Les progrès de la stimulation de la mémoire et, au contraire, l’oubli des souvenirs désagréables sont aussi examinés à la lumière du développement de la neuromodulation. Par ailleurs, l’auteur est un spécialiste de la chimie du cerveau et dans le même esprit réparation-augmentation, sont abordées les smart drugs : café, thé, cocaïne, amphétamine, ritaline, provoquant un dopage cognitif, mais aussi dangereuses d’emploi et, là encore, l’auteur est bien placé pour en parler. De manière un peu surprenante, il insiste sur les drogues psychédéliques, comme la psilocybine ou la kétamine (généralement utilisée comme anesthésique). Son expérience lui permet de les considérer comme utiles au traitement de la dépression profonde. Elles permettent aussi une approche des mécanismes de la conscience et l’auteur nous décrit avec verve son expérience dans ce domaine.

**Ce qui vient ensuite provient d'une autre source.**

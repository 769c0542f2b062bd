use crate::*;
use aes_gcm::aead::{AeadInPlace, KeyInit};
use aes_gcm::{Aes256Gcm, Nonce, Tag};
use rsa::pkcs8::DecodePrivateKey;
use rsa::{Oaep, RsaPrivateKey};
use sha2::Sha256;

/// Vote plaintext as recovered at tally time
///
/// Every field is optional: the tally only needs `contestantId` and falls
/// back to the submission-time value when it is missing.
#[derive(Serialize, Deserialize, Debug, Clone, Default, PartialEq, Eq)]
#[serde(rename_all = "camelCase")]
pub struct VoteData {
    #[serde(default, skip_serializing_if = "Option::is_none")]
    pub poll_id: Option<i64>,
    #[serde(default, skip_serializing_if = "Option::is_none")]
    pub contestant_id: Option<i64>,
    #[serde(default, skip_serializing_if = "Option::is_none")]
    pub voter: Option<String>,
}

impl From<VoteIntent> for VoteData {
    fn from(intent: VoteIntent) -> Self {
        VoteData {
            poll_id: Some(intent.poll_id),
            contestant_id: Some(intent.contestant_id),
            voter: Some(intent.voter),
        }
    }
}

/// Opens encrypted votes with the election private key
///
/// The key is parsed once and reused for every vote of a tally run.
pub struct VoteDecryptor {
    private_key: RsaPrivateKey,
}

impl VoteDecryptor {
    pub fn new(private_key: RsaPrivateKey) -> Self {
        VoteDecryptor { private_key }
    }

    pub fn from_pkcs8_pem(private_key_pem: &str) -> Result<Self, Error> {
        let private_key = RsaPrivateKey::from_pkcs8_pem(private_key_pem.trim())?;
        Ok(VoteDecryptor::new(private_key))
    }

    /// Decrypt and parse a vote
    pub fn decrypt(&self, payload: &EncryptedVotePayload) -> Result<VoteData, DecryptionError> {
        let plaintext = self.open(payload)?;
        Ok(serde_json::from_slice(&plaintext)?)
    }

    /// Decrypt a vote to its raw plaintext bytes
    pub fn open(&self, payload: &EncryptedVotePayload) -> Result<Vec<u8>, DecryptionError> {
        let wrapped_key = decode_b64("wrappedKey", &payload.wrapped_key)?;
        let iv = decode_b64("iv", &payload.iv)?;
        let ciphertext = decode_b64("ciphertext", &payload.ciphertext)?;

        let content_key = self
            .private_key
            .decrypt(Oaep::new::<Sha256>(), &wrapped_key)?;
        if content_key.len() != CONTENT_KEY_LEN {
            return Err(DecryptionError::ContentKeyLength(content_key.len()));
        }
        if iv.len() != IV_LEN {
            return Err(DecryptionError::IvLength(iv.len()));
        }

        let (body, tag) = split_tag(&ciphertext)?;

        let cipher = Aes256Gcm::new_from_slice(&content_key)
            .map_err(|_| DecryptionError::ContentKeyLength(content_key.len()))?;
        let mut plaintext = body.to_vec();
        cipher
            .decrypt_in_place_detached(
                Nonce::from_slice(&iv),
                b"",
                &mut plaintext,
                Tag::from_slice(tag),
            )
            .map_err(|_| DecryptionError::TagMismatch)?;

        Ok(plaintext)
    }
}

/// Split Web Crypto style `ciphertext || tag` output
pub fn split_tag(ciphertext: &[u8]) -> Result<(&[u8], &[u8]), DecryptionError> {
    if ciphertext.len() < TAG_LEN {
        return Err(DecryptionError::CiphertextTooShort);
    }
    Ok(ciphertext.split_at(ciphertext.len() - TAG_LEN))
}

#[cfg(test)]
mod tests {
    use super::*;
    use crate::tests::{TEST_DECRYPTOR, TEST_KEYS};
    use aes_gcm::aead::Aead;
    use rand::rngs::OsRng;
    use rsa::pkcs8::DecodePublicKey;
    use rsa::RsaPublicKey;

    fn intent(contestant_id: i64) -> VoteIntent {
        VoteIntent {
            poll_id: 7,
            contestant_id,
            voter: "0x70997970c51812dc3a010c7d01b50e0d17dc79c8".to_owned(),
        }
    }

    fn seal_raw(plaintext: &[u8], iv: &[u8]) -> EncryptedVotePayload {
        let public_key = RsaPublicKey::from_public_key_pem(&TEST_KEYS.public_key_pem).unwrap();
        let content_key = [7u8; CONTENT_KEY_LEN];
        let cipher = Aes256Gcm::new_from_slice(&content_key).unwrap();
        let ciphertext = cipher
            .encrypt(Nonce::from_slice(&[1u8; IV_LEN]), plaintext)
            .unwrap();
        let wrapped_key = public_key
            .encrypt(&mut OsRng, Oaep::new::<Sha256>(), &content_key)
            .unwrap();

        EncryptedVotePayload {
            ciphertext: encode_b64(&ciphertext),
            iv: encode_b64(iv),
            wrapped_key: encode_b64(&wrapped_key),
        }
    }

    #[test]
    fn test_round_trip() {
        for contestant_id in 1..4 {
            let payload = encrypt_vote(&intent(contestant_id), &TEST_KEYS.public_key_pem).unwrap();
            let vote = TEST_DECRYPTOR.decrypt(&payload).unwrap();
            assert_eq!(vote, VoteData::from(intent(contestant_id)));
        }
    }

    #[test]
    fn test_flipped_tag_byte() {
        let mut payload = encrypt_vote(&intent(1), &TEST_KEYS.public_key_pem).unwrap();
        let mut ciphertext = decode_b64("ciphertext", &payload.ciphertext).unwrap();
        let last = ciphertext.len() - 1;
        ciphertext[last] ^= 0x01;
        payload.ciphertext = encode_b64(&ciphertext);

        assert!(matches!(
            TEST_DECRYPTOR.decrypt(&payload),
            Err(DecryptionError::TagMismatch)
        ));
    }

    #[test]
    fn test_truncated_ciphertext() {
        let mut payload = encrypt_vote(&intent(1), &TEST_KEYS.public_key_pem).unwrap();
        payload.ciphertext = encode_b64(&[0u8; TAG_LEN - 1]);
        assert!(matches!(
            TEST_DECRYPTOR.decrypt(&payload),
            Err(DecryptionError::CiphertextTooShort)
        ));
    }

    #[test]
    fn test_bad_wrapped_key() {
        let mut payload = encrypt_vote(&intent(1), &TEST_KEYS.public_key_pem).unwrap();
        payload.wrapped_key = encode_b64(&[0u8; 256]);
        assert!(matches!(
            TEST_DECRYPTOR.decrypt(&payload),
            Err(DecryptionError::KeyUnwrap(_))
        ));

        payload.wrapped_key = "%%%".to_owned();
        assert!(matches!(
            TEST_DECRYPTOR.decrypt(&payload),
            Err(DecryptionError::Base64 { field: "wrappedKey", .. })
        ));
    }

    #[test]
    fn test_wrong_iv_length() {
        let payload = seal_raw(b"{}", &[1u8; 16]);
        assert!(matches!(
            TEST_DECRYPTOR.decrypt(&payload),
            Err(DecryptionError::IvLength(16))
        ));
    }

    #[test]
    fn test_malformed_plaintext() {
        let payload = seal_raw(b"not json", &[1u8; IV_LEN]);
        assert!(matches!(
            TEST_DECRYPTOR.decrypt(&payload),
            Err(DecryptionError::MalformedPlaintext(_))
        ));

        // Well-formed but without a contestant: still a valid vote
        let payload = seal_raw(br#"{"pollId": 7}"#, &[1u8; IV_LEN]);
        let vote = TEST_DECRYPTOR.decrypt(&payload).unwrap();
        assert_eq!(vote.poll_id, Some(7));
        assert_eq!(vote.contestant_id, None);
    }

    #[test]
    fn test_split_tag() {
        let (body, tag) = split_tag(&[1, 2, 3, 4, 5, 6, 7, 8, 9, 10, 11, 12, 13, 14, 15, 16, 17]).unwrap();
        assert_eq!(body, &[1]);
        assert_eq!(tag.len(), TAG_LEN);

        let (body, _) = split_tag(&[0u8; TAG_LEN]).unwrap();
        assert!(body.is_empty());
    }
}
use crate::*;
use chrono::{DateTime, Utc};

/// Payload fields of a vote submission
#[derive(Serialize, Deserialize, Debug, Clone, Default)]
#[serde(rename_all = "camelCase")]
pub struct PayloadSubmission {
    pub ciphertext: Option<String>,
    pub iv: Option<String>,
    pub wrapped_key: Option<String>,
}

/// A vote submission as received from a client
///
/// Everything is optional so that absent fields surface as validation errors
/// rather than as deserialization failures.
#[derive(Serialize, Deserialize, Debug, Clone, Default)]
#[serde(rename_all = "camelCase")]
pub struct VoteSubmission {
    pub poll_id: Option<i64>,
    pub contestant_id: Option<i64>,
    pub voter_address: Option<String>,
    pub payload: Option<PayloadSubmission>,
}

impl VoteSubmission {
    pub fn new(
        poll_id: i64,
        contestant_id: i64,
        voter_address: &str,
        payload: EncryptedVotePayload,
    ) -> Self {
        VoteSubmission {
            poll_id: Some(poll_id),
            contestant_id: Some(contestant_id),
            voter_address: Some(voter_address.to_owned()),
            payload: Some(PayloadSubmission {
                ciphertext: Some(payload.ciphertext),
                iv: Some(payload.iv),
                wrapped_key: Some(payload.wrapped_key),
            }),
        }
    }

    /// Check presence of every required field and normalize the voter address
    pub fn validate(self) -> Result<NewEncryptedVote, ValidationError> {
        let poll_id = required_id("pollId", self.poll_id)?;
        let contestant_id = required_id("contestantId", self.contestant_id)?;
        let voter_address =
            non_blank(self.voter_address).ok_or(ValidationError::MissingField("voterAddress"))?;
        let payload = self.payload.ok_or(ValidationError::MissingField("payload"))?;

        let (ciphertext, iv, wrapped_key) = match (
            non_blank(payload.ciphertext),
            non_blank(payload.iv),
            non_blank(payload.wrapped_key),
        ) {
            (Some(ciphertext), Some(iv), Some(wrapped_key)) => (ciphertext, iv, wrapped_key),
            _ => return Err(ValidationError::IncompletePayload),
        };

        Ok(NewEncryptedVote {
            poll_id,
            contestant_id,
            voter_address: normalize_address(&voter_address),
            ciphertext_b64: ciphertext,
            iv_b64: iv,
            wrapped_key_b64: wrapped_key,
        })
    }
}

/// On-chain transaction details reported by a client after casting
#[derive(Serialize, Deserialize, Debug, Clone, Default)]
#[serde(rename_all = "camelCase")]
pub struct TransactionSubmission {
    pub poll_id: Option<i64>,
    pub voter_address: Option<String>,
    pub transaction_hash: Option<String>,
    pub from_address: Option<String>,
    pub to_address: Option<String>,
    pub timestamp: Option<DateTime<Utc>>,
}

impl TransactionSubmission {
    pub fn validate(self) -> Result<NewVoteTransaction, ValidationError> {
        let poll_id = required_id("pollId", self.poll_id)?;
        let voter_address =
            non_blank(self.voter_address).ok_or(ValidationError::MissingField("voterAddress"))?;
        let transaction_hash = non_blank(self.transaction_hash)
            .ok_or(ValidationError::MissingField("transactionHash"))?;

        Ok(NewVoteTransaction {
            poll_id,
            voter_address: normalize_address(&voter_address),
            transaction_hash: transaction_hash.trim().to_owned(),
            from_address: non_blank(self.from_address).map(|a| normalize_address(&a)),
            to_address: non_blank(self.to_address).map(|a| normalize_address(&a)),
            transaction_timestamp: self.timestamp,
        })
    }
}

/// Poll, contestant and record identifiers are positive
pub fn required_id(field: &'static str, id: Option<i64>) -> Result<i64, ValidationError> {
    match id {
        None => Err(ValidationError::MissingField(field)),
        Some(id) if id <= 0 => Err(ValidationError::InvalidIdentifier(field)),
        Some(id) => Ok(id),
    }
}

/// Append-only writer for encrypted votes
///
/// Pure persistence: no decryption, no on-chain check, no deduplication.
pub struct VoteLedger<'a, S> {
    store: &'a S,
}

impl<'a, S: VoteStore> VoteLedger<'a, S> {
    pub fn new(store: &'a S) -> Self {
        VoteLedger { store }
    }

    pub async fn submit(&self, submission: VoteSubmission) -> Result<EncryptedVote, Error> {
        let vote = submission.validate()?;
        self.store.append_vote(vote).await
    }

    pub async fn record_transaction(
        &self,
        submission: TransactionSubmission,
    ) -> Result<VoteTransaction, Error> {
        let receipt = submission.validate()?;
        self.store.record_transaction(receipt).await
    }

    pub async fn transactions(
        &self,
        poll_id: i64,
        voter_address: Option<&str>,
    ) -> Result<Vec<VoteTransaction>, Error> {
        let voter_address = voter_address
            .filter(|a| !a.trim().is_empty())
            .map(normalize_address);
        self.store
            .transactions_for_poll(poll_id, voter_address.as_deref())
            .await
    }
}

Toujours dans la réparation, l’influence du sommeil est analysée. L’auteur revient sur les troubles provoqués par une durée de sommeil insuffisante et il décrit des technologies nouvelles combattant l’insomnie. Mais, plus original, il cite des travaux, anciens et modernes, montrant comment l’alternance veille-sommeil influe sur la créativité. Plus ét...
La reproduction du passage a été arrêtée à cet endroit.